On ne se passionne guère pour la vie politique en Écosse. C’est peut-être un tort, car c’est instructif. Certes, il est loin le temps où les Français trouvaient là-bas des alliés contre les Anglais, comme le raconte Quentin Durward de Walter Scott. Mais c’est bien fini cent ans plus tard, lorsque Marie Stuart, fille du roi d’Écosse mariée au jeune roi de France François II et vite veuve, doit retourner dans son pays et y perd son trône, avant que son fils devienne roi d’Angleterre et s’installe à Londres pour régner sur l’ensemble des îles britanniques.

Mais l’identité écossaise demeure, et elle est reconnue depuis 1998 par l’octroi d’un parlement propre qui contrôle un gouvernement administrant les affaires intérieures. Or le Parti national, vainqueur des élections locales en 2007, veut une indépendance complète, et c’est ce qui occasionne aujourd’hui des débats et polémiques qui débordent du cadre local et concernent (entre autres) la place des religions dans la vie publique.

Deux Premières ministres à bout de souffle !
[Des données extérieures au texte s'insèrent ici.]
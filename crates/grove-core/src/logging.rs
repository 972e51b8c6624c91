//! Logging facilities for Grove.
//!
//! This module provides integration with the `tracing` crate for structured
//! logging. To see logs, install a tracing subscriber in your application:
//!
//! ```ignore
//! use tracing_subscriber;
//!
//! fn main() {
//!     // Initialize tracing (you can customize this)
//!     tracing_subscriber::fmt::init();
//!
//!     // Your application code...
//! }
//! ```
//!
//! Filter by subsystem with the constants in [`targets`], e.g.
//! `RUST_LOG=grove::view=debug,grove_core::signal=trace`.

/// Target names for log filtering.
///
/// Use these with `tracing` directives to filter logs by subsystem.
pub mod targets {
    /// Core crate target.
    pub const CORE: &str = "grove_core";
    /// Signal/slot system target.
    pub const SIGNAL: &str = "grove_core::signal";
    /// Property system target.
    pub const PROPERTY: &str = "grove_core::property";
    /// Model layer target (selection, indices).
    pub const MODEL: &str = "grove::model";
    /// View layer target (views, click handling).
    pub const VIEW: &str = "grove::view";
    /// Drag source target.
    pub const DRAG: &str = "grove::drag";
}
//! Click-mode decoration for item views.
//!
//! This module provides [`ClickController`], a stateful decorator over an
//! [`ItemView`]'s input pipeline. It adds single-click row activation with
//! hover tracking. It also carries multi-row selections through presses
//! that would otherwise collapse them, and arbitrates between drag
//! initiation and rubber band selection when both could claim the same
//! pointer motion.
//!
//! The controller owns the view. Events enter through
//! [`handle_event`](ClickController::handle_event) (or the per-event
//! handlers); each handler pre-processes the event, forwards it to the
//! view's `base_*` handler, and post-processes the outcome.
//!
//! # Example
//!
//! ```
//! use std::sync::Arc;
//!
//! use grove::model::TreeModel;
//! use grove::view::{ClickController, TreeView};
//! use grove_core::Size;
//!
//! let model = Arc::new(TreeModel::new());
//! model.add_root("Inbox".to_string());
//!
//! let view = TreeView::new(model).with_view_size(Size::new(300.0, 200.0));
//! let controller = ClickController::new(view);
//! controller.set_single_click(true);
//! controller.row_hovered.connect(|row| {
//!     println!("hovering {row:?}");
//! });
//! ```

use std::sync::Arc;

use grove_core::{Property, Signal};

use crate::model::{ModelIndex, SelectionFilter, SelectionFlags};

use super::events::{
    KeyPressEvent, LeaveEvent, MouseButton, MouseDoubleClickEvent, MouseMoveEvent, MousePressEvent,
    MouseReleaseEvent, ViewEvent,
};
use super::item_view::ItemView;

/// Single-click interaction layer over an [`ItemView`].
///
/// In single-click mode a plain primary press arms the controller and the
/// matching release activates the row under the pointer, while motion
/// tracks the hovered row. Independent of the mode, every press runs the
/// selection-preservation and gesture-arbitration steps, so multi-row
/// drags and rubber band selection keep working on the wrapped view.
///
/// # Signals
///
/// - `single_click_changed(bool)`: Emitted when the mode actually changes
/// - `row_hovered(Option<ModelIndex>)`: Emitted when the hovered row
///   changes during motion, and on leave (always with `None`)
pub struct ClickController<V: ItemView> {
    view: V,

    /// Whether a single primary click activates rows.
    single_click: Property<bool>,
    /// The next primary release activates the row under the pointer.
    release_activates: bool,
    /// The press suspended the view's drag source (rubber band pending).
    dnd_suspended: bool,
    /// The press disabled the view's rubber banding (drag pending).
    rubber_band_suspended: bool,
    /// Row currently under the pointer in single-click mode.
    hovered: Option<ModelIndex>,

    /// Deny-all filter installed around the base press handler to keep it
    /// from collapsing a multi-row selection. Recognized by identity.
    freeze_filter: SelectionFilter,

    /// Emitted when the single-click mode changes.
    pub single_click_changed: Signal<bool>,
    /// Emitted when the hovered row changes.
    pub row_hovered: Signal<Option<ModelIndex>>,
}

impl<V: ItemView> ClickController<V> {
    /// Wraps the given view. Single-click mode starts disabled.
    pub fn new(view: V) -> Self {
        Self {
            view,
            single_click: Property::new(false),
            release_activates: false,
            dnd_suspended: false,
            rubber_band_suspended: false,
            hovered: None,
            freeze_filter: Arc::new(|_, _| false),
            single_click_changed: Signal::new(),
            row_hovered: Signal::new(),
        }
    }

    // =========================================================================
    // Accessors
    // =========================================================================

    /// Returns the wrapped view.
    pub fn view(&self) -> &V {
        &self.view
    }

    /// Returns the wrapped view mutably.
    pub fn view_mut(&mut self) -> &mut V {
        &mut self.view
    }

    /// Unwraps the controller, returning the view.
    pub fn into_view(self) -> V {
        self.view
    }

    /// Returns whether single-click activation is enabled.
    pub fn single_click(&self) -> bool {
        self.single_click.get()
    }

    /// Enables or disables single-click activation.
    ///
    /// `single_click_changed` is emitted only when the value actually
    /// changes.
    pub fn set_single_click(&self, single_click: bool) {
        if self.single_click.set(single_click) {
            self.single_click_changed.emit(single_click);
        }
    }

    /// Returns the row currently under the pointer, if any.
    ///
    /// Only tracked in single-click mode.
    pub fn hovered_row(&self) -> Option<&ModelIndex> {
        self.hovered.as_ref()
    }

    // =========================================================================
    // Event Entry
    // =========================================================================

    /// Routes an event through the controller.
    ///
    /// Consumed events are accepted; the return value reports whether the
    /// event was handled by the controller or the view.
    pub fn handle_event(&mut self, event: &mut ViewEvent) -> bool {
        let handled = match event {
            ViewEvent::MousePress(e) => self.handle_mouse_press(e),
            ViewEvent::DoubleClick(e) => self.handle_double_click(e),
            ViewEvent::MouseRelease(e) => self.handle_mouse_release(e),
            ViewEvent::MouseMove(e) => self.handle_mouse_move(e),
            ViewEvent::Leave(e) => self.handle_leave(e),
            ViewEvent::KeyPress(e) => self.handle_key_press(e),
        };
        if handled {
            event.accept();
        }
        handled
    }

    // =========================================================================
    // Mouse Press
    // =========================================================================

    /// Pre-processes a press, delegates it, and restores the selection.
    pub fn handle_mouse_press(&mut self, event: &MousePressEvent) -> bool {
        // Only this press may re-arm the next release.
        self.release_activates = false;

        let mut row = None;
        if self.view.viewport_rect().contains(event.local_pos) {
            row = self.view.row_at(event.local_pos);

            // A plain press on empty space clears the selection.
            if row.is_none() && event.modifiers.none() {
                self.view.selection_mut().clear_selection();
            }

            self.release_activates = self.single_click.get()
                && event.button == MouseButton::Left
                && event.modifiers.none();
        }

        // The base press handler collapses the selection to the pressed
        // row, which makes dragging several rows at once impossible.
        // Freeze the selection for the duration of the base handler, or
        // snapshot it when an external filter already occupies the slot.
        let mut snapshot: Vec<ModelIndex> = Vec::new();
        if self.preserving(&row, event.modifiers.none()) {
            if self.view.selection().selection_filter().is_none() {
                self.view
                    .selection_mut()
                    .set_selection_filter(Some(Arc::clone(&self.freeze_filter)));
            } else {
                snapshot = self.view.selection().selected_indices().to_vec();
            }
        }

        // A primary press claims the pointer for exactly one gesture:
        // empty space or an unselected row means a rubber band may start,
        // so drags are suspended; a selected row means a drag may start,
        // so rubber banding is disabled.
        if self.view.selection().selection_mode().allows_multiple()
            && self.view.is_rubber_band_enabled()
            && event.button == MouseButton::Left
        {
            let on_selected = row
                .as_ref()
                .is_some_and(|r| self.view.selection().is_selected(r));
            if on_selected {
                self.view.set_rubber_band_enabled(false);
                self.rubber_band_suspended = true;
            } else {
                self.view.set_drag_source_suspended(true);
                self.dnd_suspended = true;
            }
        }

        let result = self.view.base_mouse_press(event);

        // Restore what the base handler dropped, if the pressed row made
        // it through still selected. With the freeze filter installed
        // nothing was dropped; otherwise re-select the snapshot (the
        // external filter keeps its veto).
        if self.preserving(&row, event.modifiers.none()) && !self.freeze_installed() {
            self.view
                .selection_mut()
                .select_indices(&snapshot, SelectionFlags::SELECT);
        }

        // The freeze filter never outlives the press.
        if self.freeze_installed() {
            self.view.selection_mut().set_selection_filter(None);
        }

        result
    }

    /// Selection preservation applies to a plain press on a row that is
    /// (still) selected.
    fn preserving(&self, row: &Option<ModelIndex>, plain: bool) -> bool {
        plain
            && row
                .as_ref()
                .is_some_and(|r| self.view.selection().is_selected(r))
    }

    fn freeze_installed(&self) -> bool {
        self.view
            .selection()
            .selection_filter()
            .is_some_and(|f| Arc::ptr_eq(&f, &self.freeze_filter))
    }

    // =========================================================================
    // Double Click
    // =========================================================================

    /// In single-click mode double-clicks are swallowed whole; one click
    /// already activated the row.
    pub fn handle_double_click(&mut self, event: &mut MouseDoubleClickEvent) -> bool {
        self.release_activates = false;

        if self.view.viewport_rect().contains(event.local_pos) {
            let row = self.view.row_at(event.local_pos);

            if row.is_none() && event.modifiers.none() {
                self.view.selection_mut().clear_selection();
            }

            if self.single_click.get() {
                event.base.accept();
                return true;
            }
        }

        self.view.base_mouse_double_click(event)
    }

    // =========================================================================
    // Mouse Release
    // =========================================================================

    /// Finishes the press gesture: activation or selection narrowing,
    /// then release of any suspension taken at press time.
    pub fn handle_mouse_release(&mut self, event: &MouseReleaseEvent) -> bool {
        if self.view.viewport_rect().contains(event.local_pos) {
            if self.single_click.get() && self.release_activates {
                self.release_activates = false;

                if let Some(row) = self.view.row_at(event.local_pos) {
                    // Releases over the expander column toggle expansion;
                    // activating there as well would fight the toggle.
                    if !self.on_expander_band(event.local_pos.x, &row) {
                        if self.view.selection().is_selected(&row) {
                            self.view.selection_mut().clear_selection();
                            self.view.set_cursor_row(&row);
                        }
                        self.view.activate_row(&row);
                    }
                }
            } else if event.modifiers.none() && !self.dnd_suspended {
                // Narrow a preserved selection back to the row under the
                // pointer, so a full selection stays easy to change.
                if let Some(row) = self.view.row_at(event.local_pos)
                    && self.view.selection().is_selected(&row)
                {
                    self.view.selection_mut().clear_selection();
                    self.view.set_cursor_row(&row);
                }
            }
        }

        if self.dnd_suspended {
            self.view.set_drag_source_suspended(false);
            self.dnd_suspended = false;
        }
        if self.rubber_band_suspended {
            self.view.set_rubber_band_enabled(true);
            self.rubber_band_suspended = false;
        }

        self.view.base_mouse_release(event)
    }

    /// The expander band widens each indentation step by 4px and starts
    /// half a separator in; tree depth counts from 1 here.
    fn on_expander_band(&self, x: f32, row: &ModelIndex) -> bool {
        let step = self.view.expander_size() + 4.0;
        let lead = self.view.horizontal_separator() / 2.0;
        x <= lead + (row.depth() + 1) as f32 * step
    }

    // =========================================================================
    // Mouse Motion
    // =========================================================================

    /// Tracks the hovered row in single-click mode and watches for drags
    /// starting inside the base handler.
    pub fn handle_mouse_move(&mut self, event: &MouseMoveEvent) -> bool {
        if self.view.viewport_rect().contains(event.local_pos) && self.single_click.get() {
            if self.dnd_suspended {
                // A rubber band is being dragged; sweeping across rows
                // must not arm an activation.
                self.release_activates = false;
            } else {
                let row = self.view.row_at(event.local_pos);
                if row != self.hovered {
                    self.hovered = row.clone();
                    self.row_hovered.emit(row);
                }
            }
        }

        let was_dragging = self.view.has_active_drag();
        let result = self.view.base_mouse_move(event);
        if !was_dragging && self.view.has_active_drag() {
            self.handle_drag_begin();
        }
        result
    }

    // =========================================================================
    // Leave
    // =========================================================================

    /// Resets hover and activation when the pointer leaves the view.
    ///
    /// `row_hovered` is emitted with `None` even when nothing was hovered;
    /// observers rely on the notification to reset row styling.
    pub fn handle_leave(&mut self, event: &LeaveEvent) -> bool {
        self.hovered = None;
        self.row_hovered.emit(None);
        self.release_activates = false;
        self.view.base_leave(event)
    }

    // =========================================================================
    // Drag Begin
    // =========================================================================

    /// Reacts to a drag starting: a drag is never an activation click.
    ///
    /// The hover state is left as is. Called automatically when a base
    /// motion handler starts a drag; hosts starting drags programmatically
    /// call it themselves.
    pub fn handle_drag_begin(&mut self) {
        self.release_activates = false;
        self.view.base_drag_begin();
    }

    // =========================================================================
    // Key Press
    // =========================================================================

    /// Drops the hover when the keyboard moves the cursor.
    ///
    /// The pointer did not move, so no `row_hovered` notification is
    /// emitted for this reset.
    pub fn handle_key_press(&mut self, event: &KeyPressEvent) -> bool {
        if event.key.is_navigation() {
            self.hovered = None;
        }
        self.view.base_key_press(event)
    }
}

static_assertions::assert_impl_all!(
    ClickController<super::tree_view::TreeView>: Send, Sync
);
Un référendum accordé en 2014 aux nationalistes est pour eux un échec : à plus de 55%, les Écossais préfèrent rester dans le Royaume-Uni. Alex Salmond (né en 1954), chef du parti indépendantiste, démissionne. Lui succède Nicola Sturgeon (née en 1970). Sa position est renforcée d’abord par le Brexit de 2016 (les Écossais votent pour rester en Europe), puis par une série de victoires électorales à domicile. Mais elle ne parvient pas à obtenir l’organisation d’un nouveau référendum et, s’avouant épuisée, elle décide de se retirer le 15 février 2023.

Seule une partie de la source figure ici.